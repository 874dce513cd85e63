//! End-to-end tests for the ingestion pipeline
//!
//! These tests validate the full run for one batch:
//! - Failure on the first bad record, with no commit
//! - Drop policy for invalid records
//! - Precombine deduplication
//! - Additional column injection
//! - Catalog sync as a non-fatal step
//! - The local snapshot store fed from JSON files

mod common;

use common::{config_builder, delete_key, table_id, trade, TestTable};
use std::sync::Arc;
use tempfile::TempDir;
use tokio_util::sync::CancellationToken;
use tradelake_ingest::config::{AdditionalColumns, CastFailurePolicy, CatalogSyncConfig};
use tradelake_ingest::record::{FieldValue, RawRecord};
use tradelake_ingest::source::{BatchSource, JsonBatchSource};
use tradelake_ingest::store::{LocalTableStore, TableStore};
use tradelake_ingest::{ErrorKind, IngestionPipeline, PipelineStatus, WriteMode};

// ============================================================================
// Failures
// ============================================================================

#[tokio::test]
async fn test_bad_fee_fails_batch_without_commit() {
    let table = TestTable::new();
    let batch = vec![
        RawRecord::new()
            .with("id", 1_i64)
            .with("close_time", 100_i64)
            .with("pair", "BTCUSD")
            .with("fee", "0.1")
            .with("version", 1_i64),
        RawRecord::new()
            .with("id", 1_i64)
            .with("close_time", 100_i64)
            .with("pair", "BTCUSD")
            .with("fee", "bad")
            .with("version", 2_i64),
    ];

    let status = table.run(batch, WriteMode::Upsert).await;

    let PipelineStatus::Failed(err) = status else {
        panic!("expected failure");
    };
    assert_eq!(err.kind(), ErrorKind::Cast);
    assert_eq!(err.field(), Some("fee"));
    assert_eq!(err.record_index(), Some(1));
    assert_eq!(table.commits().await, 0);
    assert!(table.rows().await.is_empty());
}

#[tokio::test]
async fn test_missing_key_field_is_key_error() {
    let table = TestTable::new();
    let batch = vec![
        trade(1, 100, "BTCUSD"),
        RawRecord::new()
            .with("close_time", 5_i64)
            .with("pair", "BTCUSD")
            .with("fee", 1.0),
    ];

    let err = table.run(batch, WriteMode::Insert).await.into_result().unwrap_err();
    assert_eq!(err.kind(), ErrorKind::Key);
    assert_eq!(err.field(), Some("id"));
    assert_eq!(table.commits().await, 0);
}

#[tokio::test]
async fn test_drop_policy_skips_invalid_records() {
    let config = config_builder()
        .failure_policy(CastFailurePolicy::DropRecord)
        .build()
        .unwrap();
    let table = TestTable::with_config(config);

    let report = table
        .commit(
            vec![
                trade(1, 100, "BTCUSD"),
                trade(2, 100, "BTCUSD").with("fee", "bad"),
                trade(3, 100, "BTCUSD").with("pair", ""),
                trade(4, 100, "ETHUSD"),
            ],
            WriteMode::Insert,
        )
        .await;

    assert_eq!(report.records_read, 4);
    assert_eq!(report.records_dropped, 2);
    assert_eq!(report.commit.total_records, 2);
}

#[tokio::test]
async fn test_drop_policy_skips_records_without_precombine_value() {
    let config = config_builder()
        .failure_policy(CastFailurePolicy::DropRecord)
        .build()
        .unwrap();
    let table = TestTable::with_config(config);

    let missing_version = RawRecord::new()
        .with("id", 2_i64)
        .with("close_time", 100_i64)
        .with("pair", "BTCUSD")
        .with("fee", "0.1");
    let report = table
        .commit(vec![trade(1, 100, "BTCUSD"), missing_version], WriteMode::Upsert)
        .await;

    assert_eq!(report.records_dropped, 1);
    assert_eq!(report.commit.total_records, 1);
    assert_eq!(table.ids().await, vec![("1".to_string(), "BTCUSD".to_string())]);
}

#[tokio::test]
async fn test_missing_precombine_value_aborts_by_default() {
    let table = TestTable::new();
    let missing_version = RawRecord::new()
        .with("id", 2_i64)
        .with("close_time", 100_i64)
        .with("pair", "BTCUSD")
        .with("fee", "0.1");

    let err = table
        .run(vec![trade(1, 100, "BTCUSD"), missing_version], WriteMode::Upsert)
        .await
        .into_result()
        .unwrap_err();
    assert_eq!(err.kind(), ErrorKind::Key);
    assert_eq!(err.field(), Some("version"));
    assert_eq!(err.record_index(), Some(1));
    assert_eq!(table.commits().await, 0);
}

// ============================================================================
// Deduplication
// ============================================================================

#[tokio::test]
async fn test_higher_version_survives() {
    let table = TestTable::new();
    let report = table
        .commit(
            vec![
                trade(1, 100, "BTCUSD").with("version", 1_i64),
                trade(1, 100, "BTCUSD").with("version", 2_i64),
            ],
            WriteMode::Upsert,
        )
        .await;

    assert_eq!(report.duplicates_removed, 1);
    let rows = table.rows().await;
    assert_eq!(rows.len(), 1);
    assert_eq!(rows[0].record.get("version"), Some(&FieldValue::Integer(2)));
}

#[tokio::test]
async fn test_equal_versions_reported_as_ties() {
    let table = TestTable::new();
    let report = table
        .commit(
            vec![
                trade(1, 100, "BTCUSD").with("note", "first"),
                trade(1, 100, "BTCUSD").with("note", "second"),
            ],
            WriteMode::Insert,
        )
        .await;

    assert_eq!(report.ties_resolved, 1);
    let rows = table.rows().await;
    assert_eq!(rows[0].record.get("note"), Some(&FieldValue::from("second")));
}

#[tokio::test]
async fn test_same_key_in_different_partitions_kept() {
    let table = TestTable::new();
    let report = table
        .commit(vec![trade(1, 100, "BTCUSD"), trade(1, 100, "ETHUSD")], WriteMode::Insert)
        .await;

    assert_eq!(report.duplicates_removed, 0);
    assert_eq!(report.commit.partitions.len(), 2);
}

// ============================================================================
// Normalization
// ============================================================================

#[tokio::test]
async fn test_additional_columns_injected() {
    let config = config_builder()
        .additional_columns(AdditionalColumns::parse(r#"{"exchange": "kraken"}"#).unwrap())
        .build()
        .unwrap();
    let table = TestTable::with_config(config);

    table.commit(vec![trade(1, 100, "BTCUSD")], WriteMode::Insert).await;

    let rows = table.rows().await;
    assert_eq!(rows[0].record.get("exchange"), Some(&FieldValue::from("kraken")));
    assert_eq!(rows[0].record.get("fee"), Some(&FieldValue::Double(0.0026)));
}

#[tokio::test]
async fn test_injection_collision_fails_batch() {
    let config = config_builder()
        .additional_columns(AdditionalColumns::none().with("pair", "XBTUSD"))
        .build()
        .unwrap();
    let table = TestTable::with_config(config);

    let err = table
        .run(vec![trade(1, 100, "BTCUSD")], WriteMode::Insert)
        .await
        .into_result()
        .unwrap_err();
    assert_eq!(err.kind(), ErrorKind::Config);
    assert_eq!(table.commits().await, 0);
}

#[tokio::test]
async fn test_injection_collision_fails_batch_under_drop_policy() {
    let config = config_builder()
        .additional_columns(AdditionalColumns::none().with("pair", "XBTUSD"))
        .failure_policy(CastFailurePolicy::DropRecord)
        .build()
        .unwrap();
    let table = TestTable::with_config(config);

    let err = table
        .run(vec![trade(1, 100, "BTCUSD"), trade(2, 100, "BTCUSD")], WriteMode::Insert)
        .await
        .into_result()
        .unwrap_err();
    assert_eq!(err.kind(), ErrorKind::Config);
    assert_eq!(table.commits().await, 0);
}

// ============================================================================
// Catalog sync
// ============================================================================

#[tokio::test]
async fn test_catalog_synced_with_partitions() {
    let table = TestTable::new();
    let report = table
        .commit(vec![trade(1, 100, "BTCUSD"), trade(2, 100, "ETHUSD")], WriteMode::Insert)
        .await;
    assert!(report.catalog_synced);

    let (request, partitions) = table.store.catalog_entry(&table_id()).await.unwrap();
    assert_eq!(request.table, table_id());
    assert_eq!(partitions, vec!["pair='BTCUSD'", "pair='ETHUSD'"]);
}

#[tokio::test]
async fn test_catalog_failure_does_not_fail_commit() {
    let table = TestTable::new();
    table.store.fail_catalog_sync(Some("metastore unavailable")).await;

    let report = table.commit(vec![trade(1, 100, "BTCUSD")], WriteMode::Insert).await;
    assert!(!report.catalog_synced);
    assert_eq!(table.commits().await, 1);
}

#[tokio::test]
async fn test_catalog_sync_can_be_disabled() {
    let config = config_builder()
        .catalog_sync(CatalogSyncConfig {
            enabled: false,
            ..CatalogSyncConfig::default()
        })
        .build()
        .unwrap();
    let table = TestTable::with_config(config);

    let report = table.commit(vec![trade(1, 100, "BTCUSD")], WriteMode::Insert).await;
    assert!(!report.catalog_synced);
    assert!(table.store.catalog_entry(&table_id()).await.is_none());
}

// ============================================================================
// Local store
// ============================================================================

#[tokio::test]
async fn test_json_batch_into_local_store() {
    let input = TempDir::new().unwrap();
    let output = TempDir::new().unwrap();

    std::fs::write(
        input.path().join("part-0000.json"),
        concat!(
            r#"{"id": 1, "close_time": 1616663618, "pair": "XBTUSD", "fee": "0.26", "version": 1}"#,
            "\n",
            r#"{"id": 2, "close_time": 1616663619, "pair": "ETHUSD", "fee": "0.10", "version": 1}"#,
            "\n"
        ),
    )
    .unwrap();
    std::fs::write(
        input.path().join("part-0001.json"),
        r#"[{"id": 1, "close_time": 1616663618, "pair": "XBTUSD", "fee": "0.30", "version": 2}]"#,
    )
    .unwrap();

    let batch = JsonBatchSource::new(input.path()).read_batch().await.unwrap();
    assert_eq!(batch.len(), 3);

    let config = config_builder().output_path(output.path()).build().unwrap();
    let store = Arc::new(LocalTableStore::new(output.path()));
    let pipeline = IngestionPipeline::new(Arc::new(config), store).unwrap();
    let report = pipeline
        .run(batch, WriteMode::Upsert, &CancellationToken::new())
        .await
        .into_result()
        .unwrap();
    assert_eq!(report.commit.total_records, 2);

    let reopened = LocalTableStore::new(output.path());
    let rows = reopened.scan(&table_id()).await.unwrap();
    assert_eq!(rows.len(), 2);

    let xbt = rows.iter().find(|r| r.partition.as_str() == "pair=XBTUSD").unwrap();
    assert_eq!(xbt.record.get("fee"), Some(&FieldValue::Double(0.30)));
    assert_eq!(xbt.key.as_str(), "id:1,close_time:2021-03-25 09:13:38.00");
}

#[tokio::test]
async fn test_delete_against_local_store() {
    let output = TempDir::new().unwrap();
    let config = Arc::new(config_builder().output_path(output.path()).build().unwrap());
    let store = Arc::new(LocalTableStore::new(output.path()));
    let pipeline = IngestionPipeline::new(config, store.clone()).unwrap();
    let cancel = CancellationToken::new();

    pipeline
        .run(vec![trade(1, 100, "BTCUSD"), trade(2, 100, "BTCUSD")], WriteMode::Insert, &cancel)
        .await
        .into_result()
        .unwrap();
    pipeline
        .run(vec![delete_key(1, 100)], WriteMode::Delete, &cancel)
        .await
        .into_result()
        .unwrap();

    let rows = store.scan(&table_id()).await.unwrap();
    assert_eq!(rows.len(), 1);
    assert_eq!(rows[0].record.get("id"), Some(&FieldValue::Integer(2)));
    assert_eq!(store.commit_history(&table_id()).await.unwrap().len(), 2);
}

________________________

# [Assignment]
Word for word, restate the lines running from the one containing "let xbt = rows.iter().find(|r|" through the final line of the records above, and nothing besides.

# [Written solution]
    let xbt = rows.iter().find(|r| r.partition.as_str() == "pair=XBTUSD").unwrap();
    assert_eq!(xbt.record.get("fee"), Some(&FieldValue::Double(0.30)));
    assert_eq!(xbt.key.as_str(), "id:1,close_time:2021-03-25 09:13:38.00");
}

#[tokio::test]
async fn test_delete_against_local_store() {
    let output = TempDir::new().unwrap();
    let config = Arc::new(config_builder().output_path(output.path()).build().unwrap());
    let store = Arc::new(LocalTableStore::new(output.path()));
    let pipeline = IngestionPipeline::new(config, store.clone()).unwrap();
    let cancel = CancellationToken::new();

    pipeline
        .run(vec![trade(1, 100, "BTCUSD"), trade(2, 100, "BTCUSD")], WriteMode::Insert, &cancel)
        .await
        .into_result()
        .unwrap();
    pipeline
        .run(vec![delete_key(1, 100)], WriteMode::Delete, &cancel)
        .await
        .into_result()
        .unwrap();

    let rows = store.scan(&table_id()).await.unwrap();
    assert_eq!(rows.len(), 1);
    assert_eq!(rows[0].record.get("id"), Some(&FieldValue::Integer(2)));
    assert_eq!(store.commit_history(&table_id()).await.unwrap().len(), 2);
}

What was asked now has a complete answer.